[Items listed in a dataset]

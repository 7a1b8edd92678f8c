//! Runtime error types.

use thiserror::Error;

/// Errors that can occur while decoding an embedded payload.
#[derive(Debug, Error)]
pub enum DecodeError {
    /// Payload text is not valid base64
    #[error("Invalid payload encoding: {0}")]
    Base64(#[from] base64::DecodeError),

    /// Payload decoded to a corrupt gzip stream
    #[error("Corrupt payload stream: {0}")]
    Decompress(#[source] std::io::Error),
}

/// Errors returned by the virtual filesystem.
#[derive(Debug, Error)]
pub enum VfsError {
    /// No entry under this virtual path
    #[error("File not found: {0}")]
    NotFound(String),

    /// Entry exists but its payload could not be decoded
    #[error("{0}")]
    Decode(#[from] DecodeError),
}
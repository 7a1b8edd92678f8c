//! stowfs runtime
//!
//! Serves files that `stowfs-pack` embedded into generated Rust source:
//! - **codec**: gzip + base64 payload encoding, wrapped for readable sources
//! - **file**: one embedded entry with its lazily decoded content
//! - **fs**: the read-only filesystem, handles, and the `FileSystem` trait
//!
//! Generated code looks like this:
//!
//! ```text
//! use stowfs::{File, Fs};
//!
//! pub static Assets: LazyLock<Fs> = LazyLock::new(|| {
//!     Fs::new(vec![
//!         File::dir("/", "assets", 1700000000),
//!         File::file("/index.html", "index.html", 1700000000, 120, r"
//! H4sIAAAAAAAC/...
//! "),
//!     ])
//! });
//! ```

pub mod codec;
pub mod error;
pub mod file;
pub mod fs;

pub use error::{DecodeError, VfsError};
pub use file::{File, MODE};
pub use fs::{FileSystem, Fs, Handle};

/// Version of the entry literal schema emitted by the generator.
///
/// Generated sources assert this at compile time.
pub const SCHEMA_VERSION: u32 = 1;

### ASSIGNED TASK
Please let your answer be exactly the lines from the one holding "this virtual path" through the last line of the entries above, both ends included.

### ANSWER SECTION
    /// No entry under this virtual path
    #[error("File not found: {0}")]
    NotFound(String),

    /// Entry exists but its payload could not be decoded
    #[error("{0}")]
    Decode(#[from] DecodeError),
}
repository 7a1b8edd92678f8c
//! stowfs runtime
//!
//! Serves files that `stowfs-pack` embedded into generated Rust source:
//! - **codec**: gzip + base64 payload encoding, wrapped for readable sources
//! - **file**: one embedded entry with its lazily decoded content
//! - **fs**: the read-only filesystem, handles, and the `FileSystem` trait
//!
//! Generated code looks like this:
//!
//! ```text
//! use stowfs::{File, Fs};
//!
//! pub static Assets: LazyLock<Fs> = LazyLock::new(|| {
//!     Fs::new(vec![
//!         File::dir("/", "assets", 1700000000),
//!         File::file("/index.html", "index.html", 1700000000, 120, r"
//! H4sIAAAAAAAC/...
//! "),
//!     ])
//! });
//! ```

pub mod codec;
pub mod error;
pub mod file;
pub mod fs;

pub use error::{DecodeError, VfsError};
pub use file::{File, MODE};
pub use fs::{FileSystem, Fs, Handle};

/// Version of the entry literal schema emitted by the generator.
///
/// Generated sources assert this at compile time.
pub const SCHEMA_VERSION: u32 = 1;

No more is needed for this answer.